AMD commits $400 mln to India semicon vision, announces largest global centre in Bengaluru

The investment is expected to create the chip maker's largest global design centre, adding 3,000 engineering roles in Bengaluru

Harichandan Arakali
Published: Jul 31, 2023 01:13:46 PM IST
Updated: Jul 31, 2023 01:23:26 PM IST

AMD commits 0 mln to India semicon vision, announces largest global centre in BengaluruMark Papermaster, Executive vice president, and chief technology officer of AMD
AMD, which is attempting to challenge artificial intelligence (AI) chip leader Nvidia, plans to invest approximately $400 million over the next five years in India, adding fillip to the government’s efforts to make the country a major global semiconductor industry hub.

The investment will include the establishment of a new cutting-edge campus in Bengaluru, serving as the company's largest design center worldwide, AMD, known especially for its gaming and professional graphics GPUs, said in a press release, coinciding with India’s Semicon event that concluded last week.

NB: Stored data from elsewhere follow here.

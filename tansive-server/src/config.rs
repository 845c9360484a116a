//! Catalog Server configuration, loaded from the environment with typed defaults.
//!
//! Every variable is optional, has a sane development default, and parsing never panics on a
//! malformed value (it falls back to the default instead).

use std::time::Duration;

/// Runtime configuration for the Catalog Server binary.
#[derive(Debug, Clone)]
pub struct ServerConfig {
    /// `host:port` the HTTP listener binds to.
    pub bind_addr: String,

    /// Advertised `iss`/`host:port` claim minted into tokens.
    pub issuer: String,

    /// Password used to encrypt the active signing key's private half at rest.
    pub signing_key_password: String,

    /// Identity token lifetime.
    pub token_lifetime: Duration,

    /// PKCE auth-code lifetime.
    pub auth_code_ttl: Duration,

    /// Default session lifetime (`ExpiresAt`), absent an explicit request override.
    pub session_ttl: Duration,

    /// Single-user mode: enables `/auth/login` and unauthenticated `/tangents` onboarding.
    pub single_user_mode: bool,

    /// Bearer token that stands in for a real identity in single-user test mode.
    pub test_token: Option<String>,

    /// Shared secret a tangent's `POST /tangents` onboarding call must present.
    pub onboarding_key: String,
}

impl ServerConfig {
    pub fn from_env() -> Self {
        let bind_addr = std::env::var("TANSIVE_SERVER_BIND").unwrap_or_else(|_| "0.0.0.0:8443".to_string());
        let issuer = std::env::var("TANSIVE_ISSUER").unwrap_or_else(|_| bind_addr.clone());

        let signing_key_password = std::env::var("TANSIVE_SIGNING_KEY_PASSWORD").unwrap_or_else(|_| {
            tracing::warn!("TANSIVE_SIGNING_KEY_PASSWORD not set; using an insecure development default");
            "dev-only-insecure-password".to_string()
        });

        let token_lifetime_secs = std::env::var("TANSIVE_TOKEN_LIFETIME_SECS")
            .ok()
            .and_then(|s| s.parse().ok())
            .unwrap_or(3600);

        let auth_code_ttl_secs = std::env::var("TANSIVE_AUTH_CODE_TTL_SECS")
            .ok()
            .and_then(|s| s.parse().ok())
            .unwrap_or(600);

        let session_ttl_secs = std::env::var("TANSIVE_SESSION_TTL_SECS")
            .ok()
            .and_then(|s| s.parse().ok())
            .unwrap_or(3600);

        let single_user_mode = std::env::var("TANSIVE_SINGLE_USER_MODE")
            .ok()
            .map(|s| s.to_lowercase() != "false")
            .unwrap_or(true);

        let test_token = std::env::var("TANSIVE_TEST_TOKEN").ok();

        let onboarding_key = std::env::var("TANSIVE_ONBOARDING_KEY").unwrap_or_else(|_| "dev-onboarding-key".to_string());

        Self {
            bind_addr,
            issuer,
            signing_key_password,
            token_lifetime: Duration::from_secs(token_lifetime_secs),
            auth_code_ttl: Duration::from_secs(auth_code_ttl_secs),
            session_ttl: Duration::from_secs(session_ttl_secs),
            single_user_mode,
            test_token,
            onboarding_key,
        }
    }

    /// Refuse to boot with a development-grade secret outside single-user/dev mode.
    pub fn validate_for_production(&self) -> Result<(), String> {
        if self.single_user_mode {
            return Ok(());
        }
        if self.signing_key_password == "dev-only-insecure-password" {
            return Err("refusing to start in multi-user mode with the default signing key password".to_string());
        }
        if self.onboarding_key == "dev-onboarding-key" {
            return Err("refusing to start in multi-user mode with the default onboarding key".to_string());
        }
        Ok(())
    }
}

#[cfg(test)]
mod tests {
    use super::*;

    #[test]
    fn default_config_is_single_user_and_dev_safe() {
        let cfg = ServerConfig { signing_key_password: "dev-only-insecure-password".to_string(), ..from_env_like() };
        assert!(cfg.validate_for_production().is_ok());
    }

    #[test]
    fn multi_user_mode_rejects_default_secrets() {
        let mut cfg = from_env_like();
        cfg.single_user_mode = false;
        assert!(cfg.validate_for_production().is_err());
    }

    fn from_env_like() -> ServerConfig {
        ServerConfig {
            bind_addr: "0.0.0.0:8443".to_string(),
            issuer: "localhost:8443".to_string(),
            signing_key_password: "dev-only-insecure-password".to_string(),
            token_lifetime: Duration::from_secs(3600),
            auth_code_ttl: Duration::from_secs(600),
            session_ttl: Duration::from_secs(3600),
            single_user_mode: true,
            test_token: None,
            onboarding_key: "dev-onboarding-key".to_string(),
        }
    }
}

The three-day event saw strong interest and participation of delegates from around the world, ranging from semiconductor giants to venture capital investors looking to get a sense of the ecosystem’s prospects in India.

Mark Papermaster, executive vice president, and chief technology officer of AMD, noted that the company has been in India since its first site was established in New Delhi in 2001.

“From a handful of employees in 2001 to more than 6,500 employees today, AMD has grown its India footprint based on the strong foundation established by our local leadership and the highly skilled talent pool," Papermaster said, in the press release.

He added that AMD's broad product portfolio, fueled by advancements in artificial intelligence, networking, and 6G communications, will benefit from the expanded presence in India.

The upcoming AMD campus, slated to open before the end of 2023, will be equipped with state-of-the-art facilities, extensive lab space, and collaborative tools designed to foster teamwork and innovation.

The investment will also result in the creation of approximately 3,000 new engineering roles by the end of 2028, adding to AMD's existing employee base in India, according to the release.

“We welcome the AMD plan to expand its leading-edge R&D engineering operations in India,” Ashwini Vaishnaw, union cabinet minister for railways, telecommunications, electronics, and information technology, said in the release.

The sentiment was echoed by Rajeev Chandrasekhar, minister of state for electronics and IT, skill development, and entrepreneurship, who emphasised the role this expansion will play in India's aspiration to become a global talent hub for semiconductor design and innovation.

Also watch: Explained: The unbelievably complex process of making semiconductor chips

 If one looks at various aspects of the semiconductor ecosystem, foundries, which India is inviting global companies to establish in India, are one important component. Then there are fabs (fabrication facilities, assembly, testing and packaging that go hand in hand with the fabs.

 Providers of electronic design automation (EDA) tools, which is software, and fab-less companies are another segment.
In addition to AMD, Nvidia and Intel also have large software, design and testing centres in India. EDA companies such as Cadence and Synopsys, are present too. Foundries and large fabs are missing, however.

The ending of a joint venture recently between India’s Vedanta group and Foxconn, a global electronics contract manufacturer, which was meant to establish a $20 billion fab in India, was widely seen as at least a temporary setback to India’s semiconductor ambitions.

On the other hand, “We all tend to forget that it's a marathon … this is going to take us, you know, 10 to 20 years,” Sateesh Andra, a managing director at Endiya Partners, a venture capital firm focused on deep tech investments in India, told Forbes India in an interview on July 31, having just participated in the Semicon event.

“I believe the time has come, especially post pandemic, and supply chains have reconfigured, and then the geopolitical issues have precipitated,” Andra said. “The need to build local capabilities for many regions, it's just not India alone.”

 As major economies push towards greater self-sufficiency, “I'm pretty sure semiconductor is one of the top agenda items, not just for us.”

Also read: Inside Vedanta's gigantic semiconductor ambitions

 Therefore, India can’t let up on its efforts to deepen and widen the talent base of not just computer science or electronics and electrical engineers, but also chemical engineers, process engineers, mechanical engineers and other skilled personnel – all needed by the semiconductor sector, he said.

 What India offers already in terms of world-class talent, many multinational companies with their capability global centres in the country, favourable government policy and a growing local market augurs well for the country’s prospects in this sector, he said.

 “So, my belief is it'll evolve to the next level for sure, but we need to be patient and continue to believe and make investments and celebrate the victories along the way,” he said.

 At AMD, the new investment announced last week will not only strengthen its presence but also serve to enhance India's semiconductor ecosystem, the company said in its press release. With the new Bengaluru campus, AMD will increase its office footprint to a total of 10 locations, including Delhi, Gurugram, Hyderabad, and Mumbai.